Mariana
Mortágua – Jornal de Notícias, opinião
Esta
semana começou com o "baque" causado por Joseph Stiglitz, prémio
Nobel da Economia, ao afirmar que os custos da permanência no euro são
insustentáveis para Portugal. O economista defende mesmo que o melhor para a
Europa seria um "divórcio amigável" de alguns países.
O
furor em torno da notícia só existe porque na Europa e, muito particularmente,
em Portugal se alimentou a ideia de que o euro e a sua construção eram
inquestionáveis, indiscutíveis, incriticáveis.
Obcecados
pela defesa do seu próprio status quo, eurocratas, instituições e políticos do
"consenso europeu" ergueram muros e cerraram fileiras.
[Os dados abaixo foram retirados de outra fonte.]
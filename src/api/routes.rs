use axum::{
    middleware,
    routing::{get, post, put},
    Router,
};
use tower::ServiceBuilder;
use tower_http::{cors::CorsLayer, trace::TraceLayer};

use super::handlers;
use super::AppState;
use crate::middleware::request_id::{make_span_with_request_id, request_id_middleware};

/// Creates the main API router with all routes
pub fn create_router(state: AppState) -> Router {
    Router::new()
        .route("/health", get(handlers::health_check))
        // Session
        .route("/session", get(handlers::session_status))
        .route("/session/register", post(handlers::register))
        .route("/session/activate", post(handlers::activate))
        .route("/session/login", post(handlers::login))
        .route("/session/logout", post(handlers::logout))
        .route("/session/me", get(handlers::current_user))
        // Catalog
        .route("/movies", get(handlers::list_movies))
        .route("/movies/:movie_id", get(handlers::get_movie))
        .route("/movies/:movie_id/membership", get(handlers::membership_status))
        // Favorites and watchlist
        .route("/collections/:kind", get(handlers::list_collection))
        .route(
            "/collections/:kind/:movie_id",
            put(handlers::add_to_collection).delete(handlers::remove_from_collection),
        )
        .layer(
            ServiceBuilder::new()
                .layer(middleware::from_fn(request_id_middleware))
                .layer(TraceLayer::new_for_http().make_span_with(make_span_with_request_id))
                .layer(CorsLayer::permissive()),
        )
        .with_state(state)
}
Rotularam como
radicais irresponsáveis todos os que ousaram criticar os caminhos de Bruxelas,
recusaram-se a ver os erros e esmagaram todas as alternativas concretas, como a
experiência grega.
Pois
bem, a heresia de Stiglitz está correta. Seria sempre difícil criar um processo
de convergência entre economias tão diferentes. Mas fazê-lo sem qualquer
controlo sobre os fluxos financeiros, sem um Banco Central capaz de atuar
quando necessário, sem autonomia orçamental ou económica, é impossível. A
integração monetária retirou quase todos os instrumentos de política económica,
e os que restavam foram destruídos pela austeridade pós-crise. Isto sem falar,
é claro, dos permanentes ataques às democracias nacionais, disfarçados de
regras europeias, que a maioria prefere naturalizar para não ter de reconhecer
a maior evidência: a União Europeia não é um espaço democrático.
Quer
isto dizer que a UE e o euro têm que deixar de existir? Não necessariamente. Há
muitas políticas que poderiam alterar o rumo da história europeia. A questão é:
estarão Bruxelas, Berlim e as direitas europeias abertas a isso? Stiglitz,
mesmo de fora, compreendeu que o radicalismo que comanda os destinos da UE mais
facilmente levará a Europa à desagregação do que à necessária mudança.
Uma
coisa é certa. Há hoje quem entenda que vale a pena enfrentar Bruxelas por mais
democracia e pela recuperação de instrumentos de política económica, que vão do
investimento público à renegociação da dívida. Do outro lado não há caminho,
não há racionalidade, não há proposta. Há um barco que afunda ao som da teimosa
e orgulhosa orquestra dos velhos consensos.